PROBLEM TO WORK ON → Once the line containing "repository b3d57afeb1614517" is found in the entries below, reproduce it and every line after it, stopping at and including the line containing "codes to generate."; reproduce nothing else, and keep each line exact.

DATA IN THIS EXERCISE →

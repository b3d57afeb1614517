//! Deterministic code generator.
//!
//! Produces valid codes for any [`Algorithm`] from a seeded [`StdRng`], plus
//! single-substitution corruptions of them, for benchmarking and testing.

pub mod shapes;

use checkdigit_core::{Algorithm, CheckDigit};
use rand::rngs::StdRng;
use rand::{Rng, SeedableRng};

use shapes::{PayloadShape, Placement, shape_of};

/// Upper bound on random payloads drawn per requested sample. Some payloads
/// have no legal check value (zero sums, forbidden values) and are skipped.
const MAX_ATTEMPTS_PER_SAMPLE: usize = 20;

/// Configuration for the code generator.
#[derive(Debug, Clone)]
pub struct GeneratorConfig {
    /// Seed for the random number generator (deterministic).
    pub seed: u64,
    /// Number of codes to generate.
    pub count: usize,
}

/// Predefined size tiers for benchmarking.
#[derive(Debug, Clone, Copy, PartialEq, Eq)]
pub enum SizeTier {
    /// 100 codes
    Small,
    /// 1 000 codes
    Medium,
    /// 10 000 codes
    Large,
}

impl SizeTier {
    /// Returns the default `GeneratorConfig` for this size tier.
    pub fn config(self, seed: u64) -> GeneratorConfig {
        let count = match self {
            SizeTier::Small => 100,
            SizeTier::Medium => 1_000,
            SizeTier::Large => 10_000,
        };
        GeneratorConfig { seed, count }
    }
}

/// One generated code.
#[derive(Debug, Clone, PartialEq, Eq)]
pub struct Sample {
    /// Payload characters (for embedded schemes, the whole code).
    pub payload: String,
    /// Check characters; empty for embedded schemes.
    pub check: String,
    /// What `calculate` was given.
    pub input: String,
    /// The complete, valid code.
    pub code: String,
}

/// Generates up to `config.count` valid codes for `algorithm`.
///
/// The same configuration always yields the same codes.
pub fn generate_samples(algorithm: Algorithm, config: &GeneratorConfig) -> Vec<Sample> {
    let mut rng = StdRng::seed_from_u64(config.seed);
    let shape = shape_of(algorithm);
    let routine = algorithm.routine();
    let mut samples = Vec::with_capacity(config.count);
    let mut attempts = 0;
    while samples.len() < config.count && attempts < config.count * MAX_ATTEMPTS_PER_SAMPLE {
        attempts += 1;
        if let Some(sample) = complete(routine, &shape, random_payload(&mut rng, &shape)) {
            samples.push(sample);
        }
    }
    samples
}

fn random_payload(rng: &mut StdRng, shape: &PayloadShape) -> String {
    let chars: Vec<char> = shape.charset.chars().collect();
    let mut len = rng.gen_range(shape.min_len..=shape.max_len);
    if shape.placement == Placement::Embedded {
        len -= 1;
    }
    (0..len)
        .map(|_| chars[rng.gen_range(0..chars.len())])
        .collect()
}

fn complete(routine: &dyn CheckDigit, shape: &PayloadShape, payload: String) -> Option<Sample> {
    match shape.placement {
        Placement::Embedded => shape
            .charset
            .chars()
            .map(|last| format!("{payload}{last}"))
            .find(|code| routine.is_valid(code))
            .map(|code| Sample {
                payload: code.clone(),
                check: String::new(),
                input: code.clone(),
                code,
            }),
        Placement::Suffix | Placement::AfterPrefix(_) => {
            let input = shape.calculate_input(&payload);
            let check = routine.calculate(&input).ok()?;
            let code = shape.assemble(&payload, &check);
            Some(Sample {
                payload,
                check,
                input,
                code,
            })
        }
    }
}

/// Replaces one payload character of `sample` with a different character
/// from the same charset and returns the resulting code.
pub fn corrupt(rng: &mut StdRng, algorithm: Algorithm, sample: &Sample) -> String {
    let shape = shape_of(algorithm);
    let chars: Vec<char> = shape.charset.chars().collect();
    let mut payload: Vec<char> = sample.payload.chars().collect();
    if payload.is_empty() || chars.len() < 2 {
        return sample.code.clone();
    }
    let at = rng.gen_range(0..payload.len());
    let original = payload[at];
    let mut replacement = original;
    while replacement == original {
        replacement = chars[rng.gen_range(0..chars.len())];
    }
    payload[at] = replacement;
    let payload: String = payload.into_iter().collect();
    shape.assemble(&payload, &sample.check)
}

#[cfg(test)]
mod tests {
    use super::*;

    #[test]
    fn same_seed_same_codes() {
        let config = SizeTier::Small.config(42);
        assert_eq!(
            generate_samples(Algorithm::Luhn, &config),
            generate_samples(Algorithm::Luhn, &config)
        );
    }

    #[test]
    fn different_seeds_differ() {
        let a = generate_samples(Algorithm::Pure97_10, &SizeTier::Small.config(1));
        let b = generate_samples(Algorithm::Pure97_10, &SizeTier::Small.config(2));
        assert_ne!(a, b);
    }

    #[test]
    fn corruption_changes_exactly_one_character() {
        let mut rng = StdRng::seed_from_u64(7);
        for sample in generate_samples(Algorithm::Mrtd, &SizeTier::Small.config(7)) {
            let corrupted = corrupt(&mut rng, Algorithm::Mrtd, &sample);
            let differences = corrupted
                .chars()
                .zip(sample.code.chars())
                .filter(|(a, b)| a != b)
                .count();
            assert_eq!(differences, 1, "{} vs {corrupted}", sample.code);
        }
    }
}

* * *

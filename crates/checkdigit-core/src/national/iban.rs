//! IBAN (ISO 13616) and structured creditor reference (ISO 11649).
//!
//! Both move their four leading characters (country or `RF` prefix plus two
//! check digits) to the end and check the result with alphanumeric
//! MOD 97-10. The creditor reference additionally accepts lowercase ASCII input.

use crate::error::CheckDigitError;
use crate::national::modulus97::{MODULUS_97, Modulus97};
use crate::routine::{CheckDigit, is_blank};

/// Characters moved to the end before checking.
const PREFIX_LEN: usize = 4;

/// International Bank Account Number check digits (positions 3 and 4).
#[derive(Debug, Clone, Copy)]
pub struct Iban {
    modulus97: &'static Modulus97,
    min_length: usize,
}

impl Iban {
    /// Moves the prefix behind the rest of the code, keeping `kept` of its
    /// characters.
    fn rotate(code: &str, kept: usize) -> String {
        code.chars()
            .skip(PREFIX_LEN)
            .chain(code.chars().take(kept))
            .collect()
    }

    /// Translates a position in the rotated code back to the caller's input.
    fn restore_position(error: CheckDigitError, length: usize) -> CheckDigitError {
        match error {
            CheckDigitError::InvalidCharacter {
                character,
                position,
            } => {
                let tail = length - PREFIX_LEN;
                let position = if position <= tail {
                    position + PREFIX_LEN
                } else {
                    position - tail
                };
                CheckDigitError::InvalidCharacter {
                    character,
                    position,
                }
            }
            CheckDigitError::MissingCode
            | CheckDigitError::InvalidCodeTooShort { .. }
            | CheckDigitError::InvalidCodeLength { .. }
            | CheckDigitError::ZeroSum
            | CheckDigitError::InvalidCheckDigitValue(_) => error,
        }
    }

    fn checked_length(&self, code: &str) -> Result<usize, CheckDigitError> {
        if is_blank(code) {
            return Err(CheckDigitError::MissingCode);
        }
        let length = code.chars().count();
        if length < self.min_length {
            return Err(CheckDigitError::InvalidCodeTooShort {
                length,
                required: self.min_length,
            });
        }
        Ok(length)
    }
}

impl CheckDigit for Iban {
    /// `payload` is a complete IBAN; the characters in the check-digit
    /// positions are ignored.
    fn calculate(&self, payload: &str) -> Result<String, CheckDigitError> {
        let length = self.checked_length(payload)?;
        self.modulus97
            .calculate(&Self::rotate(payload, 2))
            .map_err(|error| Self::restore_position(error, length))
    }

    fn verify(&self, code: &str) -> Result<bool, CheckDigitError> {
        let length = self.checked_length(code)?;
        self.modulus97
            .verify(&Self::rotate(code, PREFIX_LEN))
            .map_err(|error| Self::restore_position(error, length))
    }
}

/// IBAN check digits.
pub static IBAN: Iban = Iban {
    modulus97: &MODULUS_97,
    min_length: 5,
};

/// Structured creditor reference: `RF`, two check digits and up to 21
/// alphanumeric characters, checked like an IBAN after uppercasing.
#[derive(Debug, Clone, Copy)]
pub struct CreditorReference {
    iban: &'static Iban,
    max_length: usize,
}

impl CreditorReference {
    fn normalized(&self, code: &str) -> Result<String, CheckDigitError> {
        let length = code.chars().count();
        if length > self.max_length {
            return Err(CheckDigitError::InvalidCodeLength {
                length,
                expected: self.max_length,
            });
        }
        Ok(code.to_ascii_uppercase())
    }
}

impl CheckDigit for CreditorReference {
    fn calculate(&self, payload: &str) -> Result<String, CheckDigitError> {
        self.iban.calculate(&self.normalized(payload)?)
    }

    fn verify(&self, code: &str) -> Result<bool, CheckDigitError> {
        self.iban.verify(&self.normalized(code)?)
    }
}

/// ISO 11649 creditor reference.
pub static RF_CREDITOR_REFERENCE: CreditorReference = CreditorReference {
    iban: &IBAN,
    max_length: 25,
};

COMPLETED TASK →
repository b3d57afeb1614517
//! Deterministic code generator.
//!
//! Produces valid codes for any [`Algorithm`] from a seeded [`StdRng`], plus
//! single-substitution corruptions of them, for benchmarking and testing.

pub mod shapes;

use checkdigit_core::{Algorithm, CheckDigit};
use rand::rngs::StdRng;
use rand::{Rng, SeedableRng};

use shapes::{PayloadShape, Placement, shape_of};

/// Upper bound on random payloads drawn per requested sample. Some payloads
/// have no legal check value (zero sums, forbidden values) and are skipped.
const MAX_ATTEMPTS_PER_SAMPLE: usize = 20;

/// Configuration for the code generator.
#[derive(Debug, Clone)]
pub struct GeneratorConfig {
    /// Seed for the random number generator (deterministic).
    pub seed: u64,
    /// Number of codes to generate.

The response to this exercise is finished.